I hope you’re not horribly disapointed that the first cheesecake of the week is a savoury one. I just like to keep you guessing folks!
There’s a show in the UK called Come Dine With Me. It is wonderful telelvision. It is also probably very cheap to make and has become hugely popular thanks to the fact that it’s always fun to laugh at other people. The basic premise of the show is that four or five strangers from the same town take it in turns to throw a dinner party for each other. At the end of the night they score each other out of ten. At the end of the week the person with the highest score wins. Cue lots of complaints, awful scoring, moaning behind people’s backs and fake friendliness. So always a good laugh.
I shouldn’t mock as much as I do though because I use it as a kind of inspiration. For example, I’ve learnt not to drink so much at my own dinner party that I have to go and lie down, leaving the guests to fend for themselves. I’ve also learnt that starting any conversation with “what is up with the jar of cut hair in your bedroom?” is going to make everybody at the table, and watching on their sofas, feel quite sick. The best thing that I’ve taken from the show is this recipe for savoury cheesecake. As a bit of a cheese fiend I was instantly intrigued. And as I always keep at least four types of cheese in the fridge at all times (what if there was a fondue emergency?) I set to making one within 5 minutes of the episode finishing.

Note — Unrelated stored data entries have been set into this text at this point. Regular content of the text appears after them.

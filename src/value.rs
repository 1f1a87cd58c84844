//! Canonical scalar values shared by field names and field values.
//!
//! Every scalar that enters the dictionary is first reduced to one of the
//! variants below, and each variant has exactly one canonical text form (its
//! JSON encoding).  Equality of canonical text is equality of dictionary
//! entries, so the string `"1"` and the integer `1` never collide.

use serde_json::Value;

use crate::error::{Result, TokmineError};

/// A scalar value in canonical form.
#[derive(Debug, Clone, PartialEq)]
pub enum CanonicalValue {
    /// JSON `null`.
    Null,
    /// JSON boolean.
    Bool(bool),
    /// Integer that fits in `i64`.
    Int(i64),
    /// Any other JSON number.
    Float(f64),
    /// JSON string.
    Str(String),
}

impl CanonicalValue {
    /// Converts a decoded JSON value into canonical form.
    ///
    /// Arrays and objects are rejected; records are required to be flat
    /// mappings of field name to scalar.
    pub fn from_json(value: &Value) -> Result<Self> {
        match value {
            Value::Null => Ok(Self::Null),
            Value::Bool(b) => Ok(Self::Bool(*b)),
            Value::Number(n) => {
                if let Some(i) = n.as_i64() {
                    Ok(Self::Int(i))
                } else if let Some(f) = n.as_f64() {
                    Ok(Self::Float(f))
                } else {
                    Err(TokmineError::parse(0, format!("unrepresentable number {n}")))
                }
            }
            Value::String(s) => Ok(Self::Str(s.clone())),
            Value::Array(_) => Err(TokmineError::parse(0, "nested array is not a scalar")),
            Value::Object(_) => Err(TokmineError::parse(0, "nested object is not a scalar")),
        }
    }

    /// Returns the canonical text form: the JSON encoding of the scalar.
    #[must_use]
    pub fn canonical_text(&self) -> String {
        // serde_json's scalar encodings are already canonical: shortest float
        // representation, lowercase literals, escaped quoted strings.
        serde_json::to_string(&self.to_json()).unwrap_or_else(|_| "null".to_string())
    }

    /// Parses a canonical text form back into a value.
    ///
    /// This is the inverse of [`CanonicalValue::canonical_text`] and is used
    /// when decoding dictionary entries during detokenization.
    pub fn parse_canonical(text: &str) -> Result<Self> {
        let value: Value = serde_json::from_str(text)
            .map_err(|err| TokmineError::parse(0, format!("bad canonical text {text:?}: {err}")))?;
        Self::from_json(&value)
    }

    /// Converts the canonical value back into a JSON value.
    #[must_use]
    pub fn to_json(&self) -> Value {
        match self {
            Self::Null => Value::Null,
            Self::Bool(b) => Value::Bool(*b),
            Self::Int(i) => Value::from(*i),
            Self::Float(f) => serde_json::Number::from_f64(*f)
                .map(Value::Number)
                .unwrap_or(Value::Null),
            Self::Str(s) => Value::String(s.clone()),
        }
    }

    /// Returns the value rendered as a field name.
    ///
    /// String values yield their contents; any other variant falls back to
    /// the canonical text, since field names share the token namespace with
    /// ordinary values.
    #[must_use]
    pub fn field_name(&self) -> String {
        match self {
            Self::Str(s) => s.clone(),
            other => other.canonical_text(),
        }
    }

    /// Returns the string contents when the value is a string.
    #[must_use]
    pub fn as_str(&self) -> Option<&str> {
        match self {
            Self::Str(s) => Some(s.as_str()),
            _ => None,
        }
    }
}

And that turned out to be a great call, not least because it provides me with a failsafe lunchtime meal.
Ingredients
- 3 slices of bread
- 240g cream cheese
- 150g assorted cheeses (see below for help with your cheese choices)
- 4 eggs
- 60g self-raising flour
- herbs of your choice
Heat the oven to 140 degrees centigrade.
Make breadcrumbs from the bread, either finely in a food processor or roughly with your hands.
Use butter to coat the sides of a tin, a springform tin or one with a removable base is best so you can remove the cheesecake with ease later. Add the breadcrumbs to the tin and make sure they coat the sides, using the butter to ensure they stick.

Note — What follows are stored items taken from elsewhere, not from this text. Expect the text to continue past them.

use assert_cmd::Command;
use serde_json::Value;
use std::fs;
use tempfile::TempDir;

fn temp_workspace() -> TempDir {
    tempfile::tempdir().expect("create tempdir")
}

#[test]
fn tokenize_mine_detokenize_round_trip() {
    let workspace = temp_workspace();
    let records_path = workspace.path().join("records.jsonl");
    let vectors_path = workspace.path().join("vectors.jsonl");
    let tokens_path = workspace.path().join("tokens.json");
    let report_path = workspace.path().join("report.json");

    // Three records sharing a template (level/service fixed, code varying)
    // and one outlier.  All values are stable so detokenization round-trips.
    let records = "\
{\"level\": \"info\", \"service\": \"auth\", \"code\": 200}\n\
{\"level\": \"info\", \"service\": \"auth\", \"code\": 404}\n\
{\"level\": \"info\", \"service\": \"auth\", \"code\": 500}\n\
{\"alpha\": 1, \"beta\": 2, \"gamma\": 3}\n";
    fs::write(&records_path, records).expect("write records");

    let mut tokenize = Command::cargo_bin("tokmine").expect("binary exists");
    tokenize.current_dir(workspace.path()).args([
        "--quiet",
        "tokenize",
        "records.jsonl",
        "-f",
        "tokens.json",
        "-o",
        "vectors.jsonl",
    ]);
    tokenize.assert().success();
    assert!(tokens_path.exists(), "tokens.json was created");
    assert!(vectors_path.exists(), "vectors.jsonl was created");

    let vector_lines: Vec<String> = fs::read_to_string(&vectors_path)
        .expect("read vectors")
        .lines()
        .map(str::to_string)
        .collect();
    assert_eq!(vector_lines.len(), 4, "one vector per record");

    let mut mine = Command::cargo_bin("tokmine").expect("binary exists");
    mine.current_dir(workspace.path()).args([
        "--quiet",
        "mine",
        "vectors.jsonl",
        "-d",
        "1",
        "--no-progress",
        "-o",
        "report.json",
    ]);
    mine.assert().success();

    let report: Value = serde_json::from_str(&fs::read_to_string(&report_path).expect("report"))
        .expect("report is valid JSON");
    assert_eq!(report["input_vectors"], 4);
    let rules = report["rules"].as_array().expect("rules array");
    assert_eq!(rules.len(), 1, "the three near-identical records cluster");
    assert_eq!(rules[0]["match_count"], 3);
    let template = rules[0]["template"].as_array().expect("template array");
    assert!(
        template.iter().any(|token| *token == 0),
        "template carries a wildcard position"
    );
    assert_eq!(
        report["leftovers"].as_array().expect("leftovers").len(),
        1,
        "the outlier stays unclustered"
    );

    let mut detokenize = Command::cargo_bin("tokmine").expect("binary exists");
    let detokenize_output = detokenize
        .current_dir(workspace.path())
        .args(["--quiet", "detokenize", "-f", "tokens.json", "vectors.jsonl"])
        .assert()
        .success()
        .get_output()
        .stdout
        .clone();

    let decoded = String::from_utf8(detokenize_output).expect("UTF-8 output");
    let decoded_records: Vec<Value> = decoded
        .lines()
        .map(|line| serde_json::from_str(line).expect("decoded record is valid JSON"))
        .collect();
    let original_records: Vec<Value> = records
        .lines()
        .map(|line| serde_json::from_str(line).expect("input record is valid JSON"))
        .collect();
    assert_eq!(decoded_records, original_records);

    let mut info = Command::cargo_bin("tokmine").expect("binary exists");
    let info_output = info
        .current_dir(workspace.path())
        .args(["--quiet", "info", "-f", "tokens.json", "--json"])
        .assert()
        .success()
        .get_output()
        .stdout
        .clone();
    let summary: Value = serde_json::from_slice(&info_output).expect("info output is valid JSON");
    assert_eq!(summary["token_base"], 1000);
    // 3 field names + "info" + "auth" + three codes + three outlier names
    // and values land well above eight entries.
    assert!(summary["entries"].as_u64().expect("entries") >= 8);
}

#[test]
fn tokenize_survives_malformed_lines() {
    let workspace = temp_workspace();
    let records_path = workspace.path().join("records.jsonl");
    fs::write(&records_path, "{\"a\": 1}\nnot json\n{\"a\": 2}\n").expect("write records");

    let mut tokenize = Command::cargo_bin("tokmine").expect("binary exists");
    let output = tokenize
        .current_dir(workspace.path())
        .args(["--quiet", "tokenize", "records.jsonl", "-f", "tokens.json"])
        .assert()
        .success()
        .get_output()
        .stdout
        .clone();

    let vectors = String::from_utf8(output).expect("UTF-8 output");
    assert_eq!(vectors.lines().count(), 2, "bad line skipped, rest kept");
}

#[test]
fn detokenize_requires_the_dictionary() {
    let workspace = temp_workspace();
    let vectors_path = workspace.path().join("vectors.jsonl");
    fs::write(&vectors_path, "[1000,1001]\n").expect("write vectors");

    let mut detokenize = Command::cargo_bin("tokmine").expect("binary exists");
    detokenize
        .current_dir(workspace.path())
        .args([
            "--quiet",
            "detokenize",
            "-f",
            "missing.json",
            "vectors.jsonl",
        ])
        .assert()
        .failure();
}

Beat together the cheeses. You can use pretty much any type of cheese: soft cheeses are nice and easy to stir in, as are hard cheeses that can be grated. However, if you want to use brie or camembert, something that’s too firm to whisk but too soft to grate, never fear – I’ve experimented with these for you all. Best thing to do is to cut off the rind and cut the cheese into really tiny pieces which can then be added to the beaten mix of other cheeses. In this cake I used a garlic cream cheese, grated parmesan and camembert.

Add the eggs, one at a time, beating well between each addition. Sieve the flour into the bowl and add the chopped up herbs. Thyme works great with cheese but really you can use whatever you have to hand and love, dried or fresh.

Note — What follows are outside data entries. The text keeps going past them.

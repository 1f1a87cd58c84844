//! The persisted, bidirectional value↔token mapping.

use std::collections::BTreeMap;
use std::fs::File;
use std::io::{BufReader, BufWriter, Write};
use std::path::Path;

use rustc_hash::FxHashMap;

use crate::error::{Result, TokmineError};

/// Token identifier used throughout the crate.
pub type Token = u32;

/// Reserved sentinel marking a variable position in a mined rule.
pub const WILDCARD_TOKEN: Token = 0;
/// Reserved sentinel standing in for mutable (timestamp-like) values.
pub const MUTABLE_TOKEN: Token = 1;
/// First token available for ordinary value allocation.
pub const TOKEN_BASE: Token = 1000;

/// Bidirectional mapping between canonical value text and integer tokens.
///
/// The dictionary is the exclusive owner of token allocation within one
/// session: `forward` and `reverse` are exact inverses, `next_token` only
/// increases, and no value is ever assigned to two tokens.
#[derive(Debug, Clone)]
pub struct TokenDictionary {
    next_token: Token,
    forward: FxHashMap<String, Token>,
    reverse: FxHashMap<Token, String>,
}

impl TokenDictionary {
    /// Creates a fresh dictionary with no assigned tokens.
    #[must_use]
    pub fn new() -> Self {
        Self {
            next_token: TOKEN_BASE,
            forward: FxHashMap::default(),
            reverse: FxHashMap::default(),
        }
    }

    /// Loads a dictionary from `path`, or returns a fresh dictionary when the
    /// file does not exist.
    ///
    /// An existing but unreadable or corrupt file is an error; silently
    /// restarting allocation over a damaged file would hand out tokens that
    /// collide with the previous session.
    pub fn load<P: AsRef<Path>>(path: P) -> Result<Self> {
        let path = path.as_ref();
        if !path.exists() {
            return Ok(Self::new());
        }
        Self::load_required(path)
    }

    /// Loads a dictionary from `path`, treating a missing file as fatal.
    ///
    /// Detokenization cannot proceed without the dictionary the vectors were
    /// produced against, so this variant never falls back to a fresh state.
    pub fn load_required<P: AsRef<Path>>(path: P) -> Result<Self> {
        let path = path.as_ref();
        let file = File::open(path).map_err(|err| TokmineError::DictionaryLoad {
            path: path.to_path_buf(),
            reason: err.to_string(),
        })?;
        let (next_token, forward): (Token, FxHashMap<String, Token>) =
            serde_json::from_reader(BufReader::new(file)).map_err(|err| {
                TokmineError::DictionaryLoad {
                    path: path.to_path_buf(),
                    reason: err.to_string(),
                }
            })?;

        let mut reverse = FxHashMap::default();
        reverse.reserve(forward.len());
        for (value, &token) in &forward {
            if token < TOKEN_BASE {
                return Err(TokmineError::DictionaryLoad {
                    path: path.to_path_buf(),
                    reason: format!("token {token} for {value:?} is below the base {TOKEN_BASE}"),
                });
            }
            if token >= next_token {
                return Err(TokmineError::DictionaryLoad {
                    path: path.to_path_buf(),
                    reason: format!(
                        "token {token} for {value:?} is not below next_token {next_token}"
                    ),
                });
            }
            if let Some(previous) = reverse.insert(token, value.clone()) {
                return Err(TokmineError::DictionaryLoad {
                    path: path.to_path_buf(),
                    reason: format!("token {token} is assigned to both {previous:?} and {value:?}"),
                });
            }
        }

        Ok(Self {
            next_token,
            forward,
            reverse,
        })
    }

    /// Serializes the dictionary to `path` as `[next_token, {value: token}]`.
    pub fn save<P: AsRef<Path>>(&self, path: P) -> Result<()> {
        let path = path.as_ref();
        let file =
            File::create(path).map_err(|err| TokmineError::io(err, Some(path.to_path_buf())))?;
        // BTreeMap keeps the persisted map in a stable order across runs.
        let ordered: BTreeMap<&str, Token> = self
            .forward
            .iter()
            .map(|(value, &token)| (value.as_str(), token))
            .collect();
        let mut writer = BufWriter::new(file);
        serde_json::to_writer(&mut writer, &(self.next_token, ordered)).map_err(|err| {
            TokmineError::io(
                std::io::Error::new(std::io::ErrorKind::Other, err),
                Some(path.to_path_buf()),
            )
        })?;
        writer
            .flush()
            .map_err(|err| TokmineError::io(err, Some(path.to_path_buf())))?;
        Ok(())
    }

    /// Returns the token for `canonical`, allocating a new one when absent.
    pub fn get_or_create(&mut self, canonical: &str) -> Token {
        if let Some(&token) = self.forward.get(canonical) {
            return token;
        }
        let token = self.next_token;
        self.next_token += 1;
        self.forward.insert(canonical.to_string(), token);
        self.reverse.insert(token, canonical.to_string());
        token
    }

    /// Returns the token for `canonical` without allocating.
    #[must_use]
    pub fn token_for(&self, canonical: &str) -> Option<Token> {
        self.forward.get(canonical).copied()
    }

    /// Returns the canonical text assigned to `token`.
    ///
    /// An absent token indicates a dictionary/vector mismatch and is
    /// unrecoverable locally.
    pub fn reverse_lookup(&self, token: Token) -> Result<&str> {
        self.reverse
            .get(&token)
            .map(String::as_str)
            .ok_or(TokmineError::UnknownToken(token))
    }

    /// Returns the next token that will be allocated.
    #[must_use]
    pub fn next_token(&self) -> Token {
        self.next_token
    }

    /// Returns the number of assigned tokens.
    #[must_use]
    pub fn len(&self) -> usize {
        self.forward.len()
    }

    /// Returns `true` when no tokens have been assigned.
    #[must_use]
    pub fn is_empty(&self) -> bool {
        self.forward.is_empty()
    }
}

impl Default for TokenDictionary {
    fn default() -> Self {
        Self::new()
    }
}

Pour the mix into your prepared tin and cook for about 45 minutes until the cake is still soft but a knife comes out reasonable clean. It should be soft and a bit squidgy in the middle but the outside where the breadcrumbs are should be a wee bit crisper and firmer.

The end result is similar to a quiche but with a firmer texture, more like a cake in fact. You can cut a cake this size into about 8 slices which work as a starter or as a nice lunch. I also have it in my head to make this in a square tin and cut it into small appetizer sized chunks for a party, with or without a cocktail stick attached. Great with the carrot, parsnip and tuna salad elsewhere on the blog and salads in general.













I’m totally gonna try this one lucy. Whats the base like when it cooks though? Do the fresh bread crumbs go all soft since you don’t blind back them? I wonder if you could use dried bread crumbs and make biscuit like crust so it was crunchy. Though then the melted butter would probably make them go all soggy. Hmmm. Oatcakes maybe…like instead of digestives to make a savory biscuit crust….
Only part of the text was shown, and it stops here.